* **Activity**
Could you return the lines below exactly, from the first line up to and including the line that holds "is fed to the"?
=-=-=
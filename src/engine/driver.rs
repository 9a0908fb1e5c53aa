//! Real-time playback driver.
//!
//! Sleeps on the tokio timer until the controller's next deadline, then
//! moves the controller's virtual clock to exactly that deadline. Commands
//! arrive over an mpsc channel; the real time spent waiting is fed to the
//! controller before each one is applied, so a command never pushes the
//! pending advance back.

use std::time::Duration;

use tokio::sync::mpsc;
use tokio::time::Instant;
use tracing::{debug, info};

use crate::engine::visualizer::Visualizer;
use crate::engine::PlaybackTime;

/// Control input for a running driver.
#[derive(Debug, Clone, Copy, PartialEq, Eq)]
pub enum PlaybackCommand {
    /// Play, pause, or play again.
    TogglePlayPause,
    /// Regenerate and stop.
    Reset,
    /// Change the speed.
    SetSpeed(u32),
    /// Pause and step forward.
    StepForward,
    /// Pause and step back.
    StepBackward,
    /// Jump to a step.
    Seek(usize),
    /// Stop the driver.
    Quit,
}

impl PlaybackCommand {
    /// Apply to a visualizer. Returns `false` for [`PlaybackCommand::Quit`].
    pub fn apply(self, viz: &mut dyn Visualizer) -> bool {
        match self {
            Self::TogglePlayPause => viz.toggle_play_pause(),
            Self::Reset => viz.reset(),
            Self::SetSpeed(speed) => viz.set_speed(speed),
            Self::StepForward => viz.step_forward(),
            Self::StepBackward => viz.step_backward(),
            Self::Seek(index) => viz.seek(index),
            Self::Quit => return false,
        }
        true
    }
}

/// Summary of a finished drive.
#[derive(Debug, Clone, Copy, PartialEq, Eq)]
pub struct DriverReport {
    /// Times the render callback ran.
    pub frames_rendered: usize,
    /// Cursor when the driver returned.
    pub final_cursor: usize,
    /// Whether the cursor ended on the last step.
    pub reached_end: bool,
    /// Whether a `Quit` command ended the drive.
    pub quit: bool,
}

/// Plays a visualizer against the tokio clock.
pub struct PlaybackDriver<'a> {
    viz: &'a mut dyn Visualizer,
    commands: Option<mpsc::Receiver<PlaybackCommand>>,
}

impl<'a> PlaybackDriver<'a> {
    /// Drive without external commands; returns once playback stops.
    pub fn new(viz: &'a mut dyn Visualizer) -> Self {
        Self {
            viz,
            commands: None,
        }
    }

    /// Drive with a command channel; returns on `Quit` or when every sender
    /// is dropped and no timer is pending.
    pub fn with_commands(
        viz: &'a mut dyn Visualizer,
        commands: mpsc::Receiver<PlaybackCommand>,
    ) -> Self {
        Self {
            viz,
            commands: Some(commands),
        }
    }

    /// Run until finished, calling `render` once up front and after every
    /// change of cursor or play state.
    pub async fn run<F>(mut self, mut render: F) -> DriverReport
    where
        F: FnMut(&dyn Visualizer),
    {
        let mut frames_rendered = 0;
        let mut quit = false;
        let origin = Origin::new(self.viz.now());

        render(&*self.viz);
        frames_rendered += 1;
        info!(algorithm = self.viz.info().id, steps = self.viz.trace_len(), "playback started");

        loop {
            let deadline = self.viz.next_deadline();
            if deadline.is_none() && self.commands.is_none() {
                break;
            }

            let before = (self.viz.cursor(), self.viz.is_playing());
            let wake = deadline.map_or_else(Instant::now, |d| origin.instant_of(d));

            tokio::select! {
                () = tokio::time::sleep_until(wake), if deadline.is_some() => {
                    if let Some(deadline) = deadline {
                        self.viz.advance_clock_to(deadline);
                    }
                }
                command = next_command(&mut self.commands) => {
                    // Time spent waiting counts toward the pending advance.
                    self.viz.advance_clock_to(origin.elapsed());
                    match command {
                        Some(command) => {
                            debug!(?command, "playback command");
                            if !command.apply(&mut *self.viz) {
                                quit = true;
                                break;
                            }
                        }
                        None => {
                            self.commands = None;
                        }
                    }
                }
            }

            if (self.viz.cursor(), self.viz.is_playing()) != before {
                render(&*self.viz);
                frames_rendered += 1;
            }
        }

        let report = DriverReport {
            frames_rendered,
            final_cursor: self.viz.cursor(),
            reached_end: self.viz.cursor() + 1 == self.viz.trace_len(),
            quit,
        };
        info!(
            frames = report.frames_rendered,
            cursor = report.final_cursor,
            "playback finished"
        );
        report
    }
}

/// Maps the controller's virtual clock onto the tokio clock.
struct Origin {
    instant: Instant,
    virtual_start: PlaybackTime,
}

impl Origin {
    fn new(virtual_start: PlaybackTime) -> Self {
        Self {
            instant: Instant::now(),
            virtual_start,
        }
    }

    /// Real instant at which the virtual clock reads `at`.
    fn instant_of(&self, at: PlaybackTime) -> Instant {
        self.instant + Duration::from_millis(self.virtual_start.millis_until(at))
    }

    /// Virtual time corresponding to now.
    fn elapsed(&self) -> PlaybackTime {
        let millis = u64::try_from(self.instant.elapsed().as_millis()).unwrap_or(u64::MAX);
        self.virtual_start.add_millis(millis)
    }
}

async fn next_command(
    commands: &mut Option<mpsc::Receiver<PlaybackCommand>>,
) -> Option<PlaybackCommand> {
    match commands {
        Some(rx) => rx.recv().await,
        None => std::future::pending().await,
    }
}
=-=-=
* **Your solution**
filename src/engine/driver.rs
repository 9a0908fb1e5c53aa
//! Real-time playback driver.
//!
//! Sleeps on the tokio timer until the controller's next deadline, then
//! moves the controller's virtual clock to exactly that deadline. Commands
//! arrive over an mpsc channel; the real time spent waiting is fed to the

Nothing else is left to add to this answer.